Data for this task
::::::::
// SPDX-License-Identifier: BUSL-1.1
// Copyright (c) 2026 Alfred Jean LLC

//! Run-time state: a `PipelineRun` and the `StepResult`s it accumulates as
//! the engine executes.

use chrono::{DateTime, Utc};
use serde::{Deserialize, Serialize};
use std::collections::BTreeMap;
use std::path::PathBuf;

crate::define_id! {
    /// Unique identifier for one pipeline execution.
    pub struct RunId;
}

/// Overall status of a pipeline run.
#[derive(Debug, Clone, Copy, PartialEq, Eq, Serialize, Deserialize)]
#[serde(rename_all = "snake_case")]
pub enum RunStatus {
    Pending,
    Running,
    /// Transient: only observed from within a breakpoint handler.
    Paused,
    Success,
    Failed,
    Cancelled,
}

impl RunStatus {
    pub fn is_terminal(self) -> bool {
        matches!(
            self,
            RunStatus::Success | RunStatus::Failed | RunStatus::Cancelled
        )
    }
}

/// Status of a single step's execution.
#[derive(Debug, Clone, Copy, PartialEq, Eq, Serialize, Deserialize)]
#[serde(rename_all = "snake_case")]
pub enum StepStatus {
    Pending,
    Skipped,
    Running,
    Success,
    Failed,
}

/// Which stream an output line came from.
#[derive(Debug, Clone, Copy, PartialEq, Eq, Serialize, Deserialize)]
#[serde(rename_all = "snake_case")]
pub enum OutputSource {
    StdOut,
    StdErr,
}

/// One captured line of child process output.
#[derive(Debug, Clone, Serialize, Deserialize)]
pub struct OutputLine {
    pub timestamp: DateTime<Utc>,
    pub text: String,
    pub source: OutputSource,
}

/// A file selected by a step's artifact glob patterns after it completes.
#[derive(Debug, Clone, Serialize, Deserialize)]
pub struct ArtifactInfo {
    pub path: PathBuf,
    pub step_name: String,
    pub size_bytes: u64,
    pub created_at: DateTime<Utc>,
}

/// Number of trailing stderr lines surfaced in a failure summary by default.
pub const DEFAULT_ERROR_TAIL_LINES: usize = 10;

/// The outcome of executing one [`PipelineStep`](crate::pipeline::PipelineStep).
#[derive(Debug, Clone, Serialize, Deserialize)]
pub struct StepResult {
    pub step_name: String,
    pub stage_name: String,
    pub resolved_command: String,
    pub status: StepStatus,
    /// -1 until the process completes.
    pub exit_code: i32,
    pub started_at: DateTime<Utc>,
    pub completed_at: Option<DateTime<Utc>>,
    pub stdout: Vec<OutputLine>,
    pub stderr: Vec<OutputLine>,
    pub environment: BTreeMap<String, String>,
    pub artifacts: Vec<PathBuf>,
    pub error_message: Option<String>,
    pub hints: Vec<String>,
}

impl StepResult {
    pub fn new(step_name: impl Into<String>, stage_name: impl Into<String>, now: DateTime<Utc>) -> Self {
        Self {
            step_name: step_name.into(),
            stage_name: stage_name.into(),
            resolved_command: String::new(),
            status: StepStatus::Pending,
            exit_code: -1,
            started_at: now,
            completed_at: None,
            stdout: Vec::new(),
            stderr: Vec::new(),
            environment: BTreeMap::new(),
            artifacts: Vec::new(),
            error_message: None,
            hints: Vec::new(),
        }
    }

    /// Both output streams, interleaved in chronological order.
    pub fn combined_output(&self) -> Vec<&OutputLine> {
        let mut lines: Vec<&OutputLine> = self.stdout.iter().chain(self.stderr.iter()).collect();
        lines.sort_by_key(|l| l.timestamp);
        lines
    }

    /// The last `n` stderr lines, in order.
    pub fn last_stderr_lines(&self, n: usize) -> Vec<&OutputLine> {
        let start = self.stderr.len().saturating_sub(n);
        self.stderr[start..].iter().collect()
    }

    /// A non-empty summary only when the step has actually failed.
    pub fn error_summary(&self) -> Option<String> {
        if self.status != StepStatus::Failed {
            return None;
        }
        self.error_message.clone().or_else(|| {
            Some(format!(
                "step {} failed with exit code {}",
                self.step_name, self.exit_code
            ))
        })
    }
}

/// One pipeline execution: the run's variables, accumulated step results and
/// gathered artifacts.
#[derive(Debug, Clone, Serialize, Deserialize)]
pub struct PipelineRun {
    pub id: RunId,
    pub pipeline_name: String,
    pub started_at: DateTime<Utc>,
    pub completed_at: Option<DateTime<Utc>>,
    pub status: RunStatus,
    pub trigger_reason: Option<String>,
    pub variables: BTreeMap<String, String>,
    pub step_results: Vec<StepResult>,
    pub artifacts: Vec<ArtifactInfo>,
}

impl PipelineRun {
    pub fn new(id: RunId, pipeline_name: impl Into<String>, now: DateTime<Utc>) -> Self {
        Self {
            id,
            pipeline_name: pipeline_name.into(),
            started_at: now,
            completed_at: None,
            status: RunStatus::Pending,
            trigger_reason: None,
            variables: BTreeMap::new(),
            step_results: Vec::new(),
            artifacts: Vec::new(),
        }
    }

    /// Elapsed time since start: up to completion, or up to `now` if still running.
    pub fn elapsed(&self, now: DateTime<Utc>) -> chrono::Duration {
        self.completed_at.unwrap_or(now) - self.started_at
    }

    pub fn last_running_step(&self) -> Option<&StepResult> {
        self.step_results
            .iter()
            .rev()
            .find(|r| r.status == StepStatus::Running)
    }

    pub fn last_completed_step(&self) -> Option<&StepResult> {
        self.step_results
            .iter()
            .rev()
            .find(|r| matches!(r.status, StepStatus::Success | StepStatus::Failed))
    }

    pub fn success_count(&self) -> usize {
        self.step_results
            .iter()
            .filter(|r| r.status == StepStatus::Success)
            .count()
    }

    pub fn failed_count(&self) -> usize {
        self.step_results
            .iter()
            .filter(|r| r.status == StepStatus::Failed)
            .count()
    }

    pub fn skipped_count(&self) -> usize {
        self.step_results
            .iter()
            .filter(|r| r.status == StepStatus::Skipped)
            .count()
    }

    pub fn has_failures(&self) -> bool {
        self.failed_count() > 0
    }

    /// A read-only summary for reporting (CLI end-of-run output).
    pub fn summary(&self, now: DateTime<Utc>) -> RunSummary {
        RunSummary {
            pipeline_name: self.pipeline_name.clone(),
            status: self.status,
            elapsed: self.elapsed(now),
            success_count: self.success_count(),
            failed_count: self.failed_count(),
            skipped_count: self.skipped_count(),
        }
    }
}

/// Compact, derived view of a run for end-of-run reporting.
#[derive(Debug, Clone)]
pub struct RunSummary {
    pub pipeline_name: String,
    pub status: RunStatus,
    pub elapsed: chrono::Duration,
    pub success_count: usize,
    pub failed_count: usize,
    pub skipped_count: usize,
}

#[cfg(test)]
#[path = "run_tests.rs"]
mod tests;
::::::::
Work request
Going through the entries above, tally each line that has the word "process". Answer with the number only.

Expected answer
2